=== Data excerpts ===
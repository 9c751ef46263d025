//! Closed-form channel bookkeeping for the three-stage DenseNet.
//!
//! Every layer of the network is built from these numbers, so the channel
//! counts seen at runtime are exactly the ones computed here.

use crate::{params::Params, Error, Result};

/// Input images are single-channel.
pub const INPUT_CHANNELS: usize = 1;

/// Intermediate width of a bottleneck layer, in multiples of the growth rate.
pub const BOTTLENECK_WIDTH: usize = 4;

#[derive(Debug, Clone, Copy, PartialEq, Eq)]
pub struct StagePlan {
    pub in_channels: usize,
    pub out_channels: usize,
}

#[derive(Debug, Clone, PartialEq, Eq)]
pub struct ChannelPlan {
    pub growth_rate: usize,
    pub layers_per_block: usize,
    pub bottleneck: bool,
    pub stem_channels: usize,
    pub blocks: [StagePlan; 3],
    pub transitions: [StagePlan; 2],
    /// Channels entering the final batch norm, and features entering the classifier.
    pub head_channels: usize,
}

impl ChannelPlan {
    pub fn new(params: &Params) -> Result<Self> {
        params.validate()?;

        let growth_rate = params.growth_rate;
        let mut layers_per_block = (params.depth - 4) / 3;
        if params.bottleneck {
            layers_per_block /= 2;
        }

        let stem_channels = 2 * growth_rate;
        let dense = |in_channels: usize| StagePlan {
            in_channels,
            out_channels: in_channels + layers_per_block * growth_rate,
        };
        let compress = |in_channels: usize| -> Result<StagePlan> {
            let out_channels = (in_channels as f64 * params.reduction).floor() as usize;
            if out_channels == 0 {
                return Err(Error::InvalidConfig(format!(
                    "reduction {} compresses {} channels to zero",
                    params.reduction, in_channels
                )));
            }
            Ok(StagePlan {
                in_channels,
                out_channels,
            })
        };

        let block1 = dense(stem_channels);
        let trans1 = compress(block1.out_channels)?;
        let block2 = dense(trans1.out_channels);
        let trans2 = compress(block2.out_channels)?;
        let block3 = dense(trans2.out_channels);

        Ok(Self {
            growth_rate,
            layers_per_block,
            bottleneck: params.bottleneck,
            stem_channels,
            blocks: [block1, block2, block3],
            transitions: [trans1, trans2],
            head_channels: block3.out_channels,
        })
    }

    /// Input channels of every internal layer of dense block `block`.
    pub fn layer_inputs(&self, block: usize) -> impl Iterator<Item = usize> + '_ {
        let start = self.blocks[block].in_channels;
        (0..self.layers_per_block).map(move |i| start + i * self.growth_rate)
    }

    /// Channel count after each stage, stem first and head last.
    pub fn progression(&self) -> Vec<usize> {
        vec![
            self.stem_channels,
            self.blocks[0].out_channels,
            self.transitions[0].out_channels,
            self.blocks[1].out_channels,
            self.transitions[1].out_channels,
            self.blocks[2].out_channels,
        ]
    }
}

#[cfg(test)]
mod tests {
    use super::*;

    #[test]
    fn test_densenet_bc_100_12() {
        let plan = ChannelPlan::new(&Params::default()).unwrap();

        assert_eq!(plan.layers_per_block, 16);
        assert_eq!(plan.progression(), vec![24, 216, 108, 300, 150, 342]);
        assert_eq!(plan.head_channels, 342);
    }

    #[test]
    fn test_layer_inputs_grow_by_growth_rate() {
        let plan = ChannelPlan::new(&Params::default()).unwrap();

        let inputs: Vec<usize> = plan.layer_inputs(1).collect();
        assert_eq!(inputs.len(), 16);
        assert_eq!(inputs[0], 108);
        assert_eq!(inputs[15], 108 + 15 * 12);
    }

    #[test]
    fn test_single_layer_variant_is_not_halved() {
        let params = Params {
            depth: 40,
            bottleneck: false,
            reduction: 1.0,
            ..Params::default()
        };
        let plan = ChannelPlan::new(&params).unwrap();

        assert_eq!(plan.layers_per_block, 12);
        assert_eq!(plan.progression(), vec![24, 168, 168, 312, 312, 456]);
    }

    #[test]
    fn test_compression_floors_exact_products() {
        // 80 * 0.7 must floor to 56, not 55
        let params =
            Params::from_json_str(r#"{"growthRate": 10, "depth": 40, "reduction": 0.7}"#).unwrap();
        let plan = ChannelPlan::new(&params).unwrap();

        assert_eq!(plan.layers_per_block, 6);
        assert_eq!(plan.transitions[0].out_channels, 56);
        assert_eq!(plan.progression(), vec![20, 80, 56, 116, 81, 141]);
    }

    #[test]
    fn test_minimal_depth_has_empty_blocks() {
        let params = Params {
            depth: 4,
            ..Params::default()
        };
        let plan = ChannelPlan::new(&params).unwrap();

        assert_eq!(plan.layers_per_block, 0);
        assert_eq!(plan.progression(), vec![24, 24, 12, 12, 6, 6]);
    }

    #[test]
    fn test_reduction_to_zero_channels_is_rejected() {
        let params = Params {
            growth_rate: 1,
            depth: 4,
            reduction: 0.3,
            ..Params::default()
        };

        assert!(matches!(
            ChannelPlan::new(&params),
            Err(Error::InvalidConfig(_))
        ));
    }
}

=== What to produce ===
Repeat the records above exactly as they appear.

=== Output of the exercise ===
repository 9c751ef46263d025
//! Closed-form channel bookkeeping for the three-stage DenseNet.
//!
//! Every layer of the network is built from these numbers, so the channel
//! counts seen at runtime are exactly the ones computed here.

use crate::{params::Params, Error, Result};

/// Input images are single-channel.
pub const INPUT_CHANNELS: usize = 1;

/// Intermediate width of a bottleneck layer, in multiples of the growth rate.
pub const BOTTLENECK_WIDTH: usize = 4;

#[derive(Debug, Clone, Copy, PartialEq, Eq)]
pub struct StagePlan {
    pub in_channels: usize,
    pub out_channels: usize,
}

#[derive(Debug, Clone, PartialEq, Eq)]
pub struct ChannelPlan {
    pub growth_rate: usize,
    pub layers_per_block: usize,
    pub bottleneck: bool,
    pub stem_channels: usize,
    pub blocks: [StagePlan; 3],
    pub transitions: [StagePlan; 2],
    /// Channels entering the final batch norm, and features entering the classifier.
    pub head_channels: usize,
}

impl ChannelPlan {
    pub fn new(params: &Params) -> Result<Self> {
        params.validate()?;

        let growth_rate = params.growth_rate;
        let mut layers_per_block = (params.depth - 4) / 3;
        if params.bottleneck {
            layers_per_block /= 2;
        }

        let stem_channels = 2 * growth_rate;
        let dense = |in_channels: usize| StagePlan {
            in_channels,
            out_channels: in_channels + layers_per_block * growth_rate,
        };
        let compress = |in_channels: usize| -> Result<StagePlan> {
            let out_channels = (in_channels as f64 * params.reduction).floor() as usize;
            if out_channels == 0 {
                return Err(Error::InvalidConfig(format!(
                    "reduction {} compresses {} channels to zero",
                    params.reduction, in_channels
                )));
            }
            Ok(StagePlan {
                in_channels,
                out_channels,
            })
        };

        let block1 = dense(stem_channels);
        let trans1 = compress(block1.out_channels)?;
        let block2 = dense(trans1.out_channels);
        let trans2 = compress(block2.out_channels)?;
        let block3 = dense(trans2.out_channels);

        Ok(Self {
            growth_rate,
            layers_per_block,
            bottleneck: params.bottleneck,
            stem_channels,
            blocks: [block1, block2, block3],
            transitions: [trans1, trans2],
            head_channels: block3.out_channels,
        })
    }

    /// Input channels of every internal layer of dense block `block`.
    pub fn layer_inputs(&self, block: usize) -> impl Iterator<Item = usize> + '_ {
        let start = self.blocks[block].in_channels;
        (0..self.layers_per_block).map(move |i| start + i * self.growth_rate)
    }

    /// Channel count after each stage, stem first and head last.
    pub fn progression(&self) -> Vec<usize> {
        vec![
            self.stem_channels,
            self.blocks[0].out_channels,
            self.transitions[0].out_channels,
            self.blocks[1].out_channels,
            self.transitions[1].out_channels,
            self.blocks[2].out_channels,
        ]
    }
}

#[cfg(test)]
mod tests {
    use super::*;

    #[test]
    fn test_densenet_bc_100_12() {
        let plan = ChannelPlan::new(&Params::default()).unwrap();

        assert_eq!(plan.layers_per_block, 16);
        assert_eq!(plan.progression(), vec![24, 216, 108, 300, 150, 342]);
        assert_eq!(plan.head_channels, 342);
    }

    #[test]
    fn test_layer_inputs_grow_by_growth_rate() {
        let plan = ChannelPlan::new(&Params::default()).unwrap();

        let inputs: Vec<usize> = plan.layer_inputs(1).collect();
        assert_eq!(inputs.len(), 16);
        assert_eq!(inputs[0], 108);
        assert_eq!(inputs[15], 108 + 15 * 12);
    }

    #[test]
    fn test_single_layer_variant_is_not_halved() {
        let params = Params {
            depth: 40,
            bottleneck: false,
            reduction: 1.0,
            ..Params::default()
        };
        let plan = ChannelPlan::new(&params).unwrap();

        assert_eq!(plan.layers_per_block, 12);
        assert_eq!(plan.progression(), vec![24, 168, 168, 312, 312, 456]);
    }

    #[test]
    fn test_compression_floors_exact_products() {
        // 80 * 0.7 must floor to 56, not 55
        let params =
            Params::from_json_str(r#"{"growthRate": 10, "depth": 40, "reduction": 0.7}"#).unwrap();
        let plan = ChannelPlan::new(&params).unwrap();

        assert_eq!(plan.layers_per_block, 6);
        assert_eq!(plan.transitions[0].out_channels, 56);
        assert_eq!(plan.progression(), vec![20, 80, 56, 116, 81, 141]);
    }

    #[test]
    fn test_minimal_depth_has_empty_blocks() {
        let params = Params {
            depth: 4,
            ..Params::default()
        };
        let plan = ChannelPlan::new(&params).unwrap();

        assert_eq!(plan.layers_per_block, 0);
        assert_eq!(plan.progression(), vec![24, 24, 12, 12, 6, 6]);
    }

    #[test]
    fn test_reduction_to_zero_channels_is_rejected() {
        let params = Params {
            growth_rate: 1,
            depth: 4,
            reduction: 0.3,
            ..Params::default()
        };

        assert!(matches!(
            ChannelPlan::new(&params),
            Err(Error::InvalidConfig(_))
        ));
    }
}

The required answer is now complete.